Para juiz, orçamento impositivo provocará “engessamento mínimo e necessário”
06/06/2013 - 13:02
O professor da USP José Mauricio Conti reconheceu que o orçamento impositivo provocaria um engessamento das ações do Poder Executivo. "É um engessamento mínimo e necessário", sustentou, durante audiência pública da comissão que analisa a proposta do Orçamento Impositivo (PEC 565/06 e outras), encerrada há pouco.

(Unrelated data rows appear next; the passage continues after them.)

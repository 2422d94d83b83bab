use thiserror::Error;

/// Feed decoding and occurrence resolution errors
#[derive(Error, Debug)]
pub enum RfcError {
    #[error("Parse error: {0}")]
    ParseError(String),

    #[error("Invalid date-time: {0}")]
    InvalidDateTime(String),

    #[error("RRule error: {0}")]
    RRuleError(String),

    #[error("Unknown timezone: {0}")]
    UnknownTimezone(String),

    #[error(transparent)]
    CoreError(#[from] calocc_core::error::CoreError),
}

pub type RfcResult<T> = std::result::Result<T, RfcError>;
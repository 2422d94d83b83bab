use chrono_tz::Tz;

use super::helpers::{FeedBuilder, at, resolve, starts};

fn weekly_paris_series() -> FeedBuilder {
    FeedBuilder::new().event(&[
        "UID:weekly-paris@calocc.test",
        "SUMMARY:Weekly review",
        "LOCATION:Salle 3",
        "DTSTART;TZID=Europe/Paris:20240318T100000",
        "DTEND;TZID=Europe/Paris:20240318T110000",
        "RRULE:FREQ=WEEKLY;BYDAY=MO",
    ])
}

#[test_log::test]
fn weekly_series_keeps_wall_clock_across_spring_forward() {
    let feed = weekly_paris_series().build();
    let occurrences = resolve(&feed, Tz::UTC, "2024-04-08T12:00:00Z");

    // Paris moves from +01:00 to +02:00 on 2024-03-31.
    assert_eq!(
        starts(&occurrences),
        vec![
            "2024-03-18T09:00:00+00:00",
            "2024-03-25T09:00:00+00:00",
            "2024-04-01T08:00:00+00:00",
            "2024-04-08T08:00:00+00:00",
        ]
    );
    assert!(
        occurrences
            .iter()
            .all(|o| o.end - o.start == chrono::TimeDelta::hours(1))
    );
}

#[test_log::test]
fn excluded_dates_never_appear() {
    let feed = FeedBuilder::new()
        .event(&[
            "UID:weekly-paris@calocc.test",
            "SUMMARY:Weekly review",
            "DTSTART;TZID=Europe/Paris:20240318T100000",
            "DTEND;TZID=Europe/Paris:20240318T110000",
            "RRULE:FREQ=WEEKLY;BYDAY=MO",
            "EXDATE;TZID=Europe/Paris:20240325T100000",
            "EXDATE;TZID=Europe/Paris:20240408T100000",
        ])
        .build();
    let occurrences = resolve(&feed, Tz::UTC, "2024-04-15T12:00:00Z");

    assert_eq!(
        starts(&occurrences),
        vec![
            "2024-03-18T09:00:00+00:00",
            "2024-04-01T08:00:00+00:00",
            "2024-04-15T08:00:00+00:00",
        ]
    );
}

#[test_log::test]
fn override_replaces_its_date_exactly_once() {
    let feed = weekly_paris_series()
        .event(&[
            "UID:weekly-paris@calocc.test",
            "RECURRENCE-ID;TZID=Europe/Paris:20240325T100000",
            "SUMMARY:Weekly review (moved)",
            "LOCATION:Salle 1",
            "DTSTART;TZID=Europe/Paris:20240326T150000",
            "DTEND;TZID=Europe/Paris:20240326T160000",
        ])
        .build();
    let occurrences = resolve(&feed, Tz::UTC, "2024-04-01T12:00:00Z");

    assert_eq!(
        starts(&occurrences),
        vec![
            "2024-03-18T09:00:00+00:00",
            "2024-03-26T14:00:00+00:00",
            "2024-04-01T08:00:00+00:00",
        ]
    );
    let moved = &occurrences[1];
    assert_eq!(moved.summary, "Weekly review (moved)");
    assert_eq!(moved.location, "Salle 1");
    assert_eq!(
        occurrences
            .iter()
            .filter(|o| o.summary == "Weekly review (moved)")
            .count(),
        1
    );
}

#[test_log::test]
fn cancelled_and_moved_occurrences_together() {
    let feed = weekly_paris_series()
        .event(&[
            "UID:weekly-paris@calocc.test",
            "RECURRENCE-ID;TZID=Europe/Paris:20240401T100000",
            "SUMMARY:Weekly review",
            "DTSTART;TZID=Europe/Paris:20240401T120000",
            "DTEND;TZID=Europe/Paris:20240401T130000",
        ])
        .build()
        .replace(
            "RRULE:FREQ=WEEKLY;BYDAY=MO\r\n",
            "RRULE:FREQ=WEEKLY;BYDAY=MO\r\nEXDATE;TZID=Europe/Paris:20240325T100000\r\n",
        );
    let occurrences = resolve(&feed, Tz::UTC, "2024-04-01T12:00:00Z");

    assert_eq!(
        starts(&occurrences),
        vec!["2024-03-18T09:00:00+00:00", "2024-04-01T10:00:00+00:00"]
    );
}

#[test_log::test]
fn open_ended_series_is_bounded_by_lookahead() {
    let feed = weekly_paris_series().build();
    for now in [
        "2024-03-24T00:00:00Z",
        "2024-06-01T00:00:00Z",
        "2026-01-01T00:00:00Z",
    ] {
        let limit = at(now) + chrono::TimeDelta::days(1);
        let occurrences = resolve(&feed, Tz::UTC, now);
        assert!(!occurrences.is_empty());
        assert!(occurrences.iter().all(|o| o.start <= limit), "{now}");
    }
}

#[test_log::test]
fn long_running_series_keeps_current_occurrence() {
    let feed = FeedBuilder::new()
        .event(&[
            "UID:standup-2010@calocc.test",
            "SUMMARY:Standup",
            "DTSTART:20100104T090000Z",
            "DTEND:20100104T091500Z",
            "RRULE:FREQ=DAILY",
        ])
        .build();
    let now = "2026-01-05T09:05:00Z";
    let occurrences = resolve(&feed, Tz::UTC, now);

    let active: Vec<_> = occurrences
        .iter()
        .filter(|o| o.is_active_at(at(now)))
        .collect();
    assert_eq!(active.len(), 1);
    assert_eq!(active[0].start, at("2026-01-05T09:00:00Z"));
    assert_eq!(
        occurrences.last().map(|o| o.start),
        Some(at("2026-01-06T09:00:00Z"))
    );
}

#[test_log::test]
fn count_limited_series_stops_at_count() {
    let feed = FeedBuilder::new()
        .event(&[
            "UID:count@calocc.test",
            "SUMMARY:Onboarding",
            "DTSTART:20240101T090000Z",
            "DURATION:PT2H",
            "RRULE:FREQ=DAILY;COUNT=3",
        ])
        .build();
    let occurrences = resolve(&feed, Tz::UTC, "2024-06-01T00:00:00Z");

    assert_eq!(
        starts(&occurrences),
        vec![
            "2024-01-01T09:00:00+00:00",
            "2024-01-02T09:00:00+00:00",
            "2024-01-03T09:00:00+00:00",
        ]
    );
    assert!(
        occurrences
            .iter()
            .all(|o| o.end - o.start == chrono::TimeDelta::hours(2))
    );
}

#[test_log::test]
fn series_starting_in_the_future_has_no_occurrences_yet() {
    let feed = weekly_paris_series().build();
    assert!(resolve(&feed, Tz::UTC, "2024-03-01T00:00:00Z").is_empty());
}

Embora as emendas individuais representem apenas 0,4% do orçamento federal, o juiz do Tribunal de Justiça de São Paulo considera que esse montante tem sido suficiente para fazer com que o Poder Executivo sobreponha seus interesses àqueles que foram legitimamente aprovados pelo Legislativo.

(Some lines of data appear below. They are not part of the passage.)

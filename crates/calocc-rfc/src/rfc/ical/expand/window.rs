//! Occurrence window expansion.
//!
//! A recurring event is expanded from its own first start up to
//! `now + lookahead`, so an occurrence already running at `now` is kept and
//! open-ended rules stay bounded. Rule dates for excluded or overridden days
//! are dropped; overrides are appended as they are.

use std::collections::VecDeque;

use chrono::{DateTime, TimeDelta, Utc};

use super::correct::TimestampCorrector;
use super::local_as_utc::{from_local_as_utc_encoding, to_local_as_utc_encoding};
use super::rule::correct_rule;
use crate::rfc::ical::core::{OccurrenceCandidate, RawCalendarComponent};

/// The span recurring events are expanded over.
#[derive(Debug, Clone, Copy)]
pub struct ExpansionWindow {
    pub now: DateTime<Utc>,
    pub lookahead: TimeDelta,
    /// Upper bound on rule dates kept for one event. The latest dates win.
    pub max_occurrences: u16,
}

impl ExpansionWindow {
    #[must_use]
    pub const fn new(now: DateTime<Utc>, lookahead: TimeDelta, max_occurrences: u16) -> Self {
        Self {
            now,
            lookahead,
            max_occurrences,
        }
    }
}

/// ## Summary
/// Expands one component into its occurrence candidates inside `window`.
///
/// Non-recurring components yield themselves. A component whose rule cannot
/// be corrected or built is treated as non-recurring.
#[must_use]
pub fn expand_occurrences(
    event: &RawCalendarComponent,
    window: &ExpansionWindow,
    corrector: &TimestampCorrector,
) -> Vec<OccurrenceCandidate> {
    let Some(raw_rule) = event.recurrence_rule.as_deref() else {
        return vec![OccurrenceCandidate::from_component(event)];
    };

    let rule = match correct_rule(raw_rule, &event.start, corrector) {
        Ok(rule) => rule,
        Err(err) => {
            tracing::warn!(
                uid = %event.uid,
                rrule = %raw_rule,
                error = %err,
                "Unusable recurrence rule, treating event as a single occurrence"
            );
            return vec![OccurrenceCandidate::from_component(event)];
        }
    };

    let window_end = to_local_as_utc_encoding(
        corrector.local_wall_clock(window.now) + window.lookahead,
    );

    if window_end < rule.dtstart {
        tracing::trace!(uid = %event.uid, "Series starts after the window");
        return accepted_overrides(event, corrector).collect();
    }

    let limit = usize::from(window.max_occurrences);
    let start_date = event.start.date_naive();
    let mut kept = VecDeque::with_capacity(limit.min(64));
    let mut dropped = 0_usize;

    // The set iterates from DTSTART onwards; the window end is inclusive.
    let set = rule.into_set();
    for generated in &set {
        if generated > window_end {
            break;
        }
        let wall_clock = from_local_as_utc_encoding(&generated);
        let key = corrector.date_key(&event.start.with_value(wall_clock));

        if event.excluded_dates.contains(&key) {
            tracing::trace!(uid = %event.uid, date = %key, "Skipping excluded date");
            continue;
        }
        if event.date_overrides.contains_key(&key) {
            tracing::trace!(uid = %event.uid, date = %key, "Skipping overridden date");
            continue;
        }

        if kept.len() == limit {
            kept.pop_front();
            dropped += 1;
        }
        let offset_days = (wall_clock.date() - start_date).num_days();
        kept.push_back(OccurrenceCandidate::shifted(event, offset_days));
    }

    if dropped > 0 {
        tracing::warn!(
            uid = %event.uid,
            limit = window.max_occurrences,
            dropped,
            "Recurrence expansion hit the occurrence limit, keeping the latest dates"
        );
    }

    let mut candidates = Vec::from(kept);
    candidates.extend(accepted_overrides(event, corrector));
    candidates
}

/// Overrides dated on or after the series' own start date.
fn accepted_overrides<'e>(
    event: &'e RawCalendarComponent,
    corrector: &TimestampCorrector,
) -> impl Iterator<Item = OccurrenceCandidate> + 'e {
    let series_start = corrector.date_key(&event.start);
    event
        .date_overrides
        .iter()
        .filter(move |(key, _)| {
            if **key < series_start {
                tracing::debug!(
                    uid = %event.uid,
                    date = %key,
                    series_start = %series_start,
                    "Discarding override dated before its series"
                );
                return false;
            }
            true
        })
        .map(|(_, replacement)| OccurrenceCandidate::from_component(replacement))
}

Sobre o fato de que o Poder Executivo tem uma visão global do País, diferentemente dos parlamentares, o professor argumentou que a participação parlamentar na peça orçamentaria é pequena e que deputados e senadores teriam, por outro lado, condições de analisar melhor as demandas dos municípios.
O relator da PEC, deputado Edio Lopes (PMDB-RR), levantou a possibilidade de as emendas parlamentares impositivas serem apenas aquelas coadunadas com as prioridades do Executivo, que estivessem sob o que chamou de “guarda-chuva”. O professor considerou viável a iniciativa, embora avalie que as emendas aparentemente não se refiram a grandes obras públicas.